Sin embargo, cuando voltearon, un destello multicolor los alcanzó, seguido de una furiosa lanza de luz que impactó directamente en uno de ellos, expulsándolo con una ráfaga de sangre.—Sin Tres Monstruos Jornaleros, no sois ni siquiera dignos de mi pelea —dijo Medusa con burla al ver a los dos viejos de Viveros Malausen retroceder tan miserablemente.Apretó su pie contra el suelo y dejó una larga marca.

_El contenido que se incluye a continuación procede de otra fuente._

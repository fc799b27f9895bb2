use std::io;

fn main() {
    handscope_engine::logging::init_logging();
    let code = handscope_cli::run(std::env::args(), &mut io::stdout(), &mut io::stderr());
    std::process::exit(code);
}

Los dos viejos de Viveros Malausen se dieron la vuelta, horrorizados, pero apenas lograron escapar en círculos.Sin embargo, justo cuando voltearon, una luz multicolor y helada los alcanzó, seguida de una aguda lanza de luz que impactó directamente en uno de ellos, arrancando una ráfaga de sangre.El último viejo de Viveros Malausen, horrorizado por el salpicón de la sangre, se percató del peligro y corrió con más rapidez.
Pero justo cuando volvió a moverse, su cuerpo quedó paralizado, asombrado por la sangre que brotaba de su pecho.Con la punta del cuchillo still bleeding in his palm, el último viejo de Viveros Malausen cayó al suelo, finalmente muerto en presencia de todos los asistentes.Medusa retiró la espada multicolor y miró a los luchadores de Viveros Malausen.
Sin embargo, sin que ella se diera cuenta, sus ojos volvieron a llenarse de indiferencia, mientras el miedo desaparecía lentamente.—¿Estás bien?—preguntó Xi Yang, preocupado al ver Medusa retirar la espada de su pecho y ajustar la trenza caída delante de ella.—Solo con que esa pequeña medicina no interrumpe, nadie en esta ciudad podrá detenerme.
—Medusa sacudió la cabeza.
A medida que hablaba, el frío en sus ojos se iba disipando.Xi Yang sonrió y estuvo a punto de hablar cuando una multitud de figuras emergió del bosque cercano.
No eran enemigos, sino las figuras de Hé Boh Dong y otros que esperaban la oportunidad para atacar.Hé Boh Dong y los demás se relajaron al verlos bien.
Hé Boh Dong preguntó: —¿Cómo fue?Al ver la confusión en la ciudad, pensamos ir a ayudarles.—Lo hemos solucionado.
La última amenaza ha sido eliminada.
—Xi Yang asintió con una sonrisa.La cara de todos los presentes se iluminó al escuchar esto.
Hé Boh Dong y los demás exclamaron en voz baja su alegría.Al ver la felicidad de todos, Xi Yang también sonrió y sacó el anillo del bolsillo.
Después de jugar con él un poco, introdujo su fuerza espiritual dentro del anillo.
Al cabo de un momento, giró la mano y apareció un rollo de cuerdas oscuras hechas de huesos de animales.—El Jornalero de Tres Monstruos!¿Qué es esto?—preguntó Xi Yang.